##### Dataset records #####

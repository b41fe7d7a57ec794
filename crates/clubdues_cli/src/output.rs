//! Plain-text and JSON rendering of report tables.

use anyhow::Result;
use clubdues_core::Table;
use serde::Serialize;

/// Renders `table` as aligned text columns.
pub fn render_table(table: &Table) -> String {
    let mut widths: Vec<usize> = table.columns.iter().map(|column| column.chars().count()).collect();
    for row in &table.rows {
        for (index, cell) in row.iter().enumerate() {
            if let Some(width) = widths.get_mut(index) {
                *width = (*width).max(cell.chars().count());
            }
        }
    }

    let mut out = String::new();
    push_line(&mut out, &table.columns, &widths);
    let rule: Vec<String> = widths.iter().map(|width| "-".repeat(*width)).collect();
    push_line(&mut out, &rule, &widths);
    for row in &table.rows {
        push_line(&mut out, row, &widths);
    }
    out
}

fn push_line(out: &mut String, cells: &[String], widths: &[usize]) {
    let line = cells
        .iter()
        .zip(widths.iter().copied())
        .map(|(cell, width)| format!("{cell:<width$}"))
        .collect::<Vec<_>>()
        .join("  ");
    out.push_str(line.trim_end());
    out.push('\n');
}

/// Prints a table, or `value` as pretty JSON when `json` is set.
pub fn emit<T: Serialize>(json: bool, value: &T, table: &Table) -> Result<()> {
    if json {
        println!("{}", serde_json::to_string_pretty(value)?);
    } else if table.is_empty() {
        print!("{}", render_table(table));
        println!("(no rows)");
    } else {
        print!("{}", render_table(table));
    }
    Ok(())
}

#[cfg(test)]
mod tests {
    use super::render_table;
    use clubdues_core::Table;

    #[test]
    fn columns_align_to_widest_cell() {
        let table = Table {
            columns: vec!["member".to_string(), "paid".to_string()],
            rows: vec![
                vec!["Alexandra".to_string(), "yes".to_string()],
                vec!["Bo".to_string(), "no".to_string()],
            ],
        };
        let text = render_table(&table);
        let lines: Vec<&str> = text.lines().collect();
        assert_eq!(lines[0], "member     paid");
        assert_eq!(lines[1], "---------  ----");
        assert_eq!(lines[2], "Alexandra  yes");
        assert_eq!(lines[3], "Bo         no");
    }
}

#####

| Exercise details |
Would you set the entries down again, exactly as they were written?

| Response box |
repository b41fe7d7a57ec794
filename crates/clubdues_cli/src/output.rs
//! Plain-text and JSON rendering of report tables.

use anyhow::Result;
use clubdues_core::Table;
use serde::Serialize;

/// Renders `table` as aligned text columns.
pub fn render_table(table: &Table) -> String {
    let mut widths: Vec<usize> = table.columns.iter().map(|column| column.chars().count()).collect();
    for row in &table.rows {
        for (index, cell) in row.iter().enumerate() {
            if let Some(width) = widths.get_mut(index) {
                *width = (*width).max(cell.chars().count());
            }
        }
    }

    let mut out = String::new();
    push_line(&mut out, &table.columns, &widths);
    let rule: Vec<String> = widths.iter().map(|width| "-".repeat(*width)).collect();
    push_line(&mut out, &rule, &widths);
    for row in &table.rows {
        push_line(&mut out, row, &widths);
    }
    out
}

fn push_line(out: &mut String, cells: &[String], widths: &[usize]) {
    let line = cells
        .iter()
        .zip(widths.iter().copied())
        .map(|(cell, width)| format!("{cell:<width$}"))
        .collect::<Vec<_>>()
        .join("  ");
    out.push_str(line.trim_end());
    out.push('\n');
}

/// Prints a table, or `value` as pretty JSON when `json` is set.
pub fn emit<T: Serialize>(json: bool, value: &T, table: &Table) -> Result<()> {
    if json {
        println!("{}", serde_json::to_string_pretty(value)?);
    } else if table.is_empty() {
        print!("{}", render_table(table));
        println!("(no rows)");
    } else {
        print!("{}", render_table(table));
    }
    Ok(())
}

#[cfg(test)]
mod tests {
    use super::render_table;
    use clubdues_core::Table;

    #[test]
    fn columns_align_to_widest_cell() {
        let table = Table {
            columns: vec!["member".to_string(), "paid".to_string()],
            rows: vec![
                vec!["Alexandra".to_string(), "yes".to_string()],
                vec!["Bo".to_string(), "no".to_string()],
            ],
        };
        let text = render_table(&table);
        let lines: Vec<&str> = text.lines().collect();
        assert_eq!(lines[0], "member     paid");
        assert_eq!(lines[1], "---------  ----");
        assert_eq!(lines[2], "Alexandra  yes");
        assert_eq!(lines[3], "Bo         no");
    }
}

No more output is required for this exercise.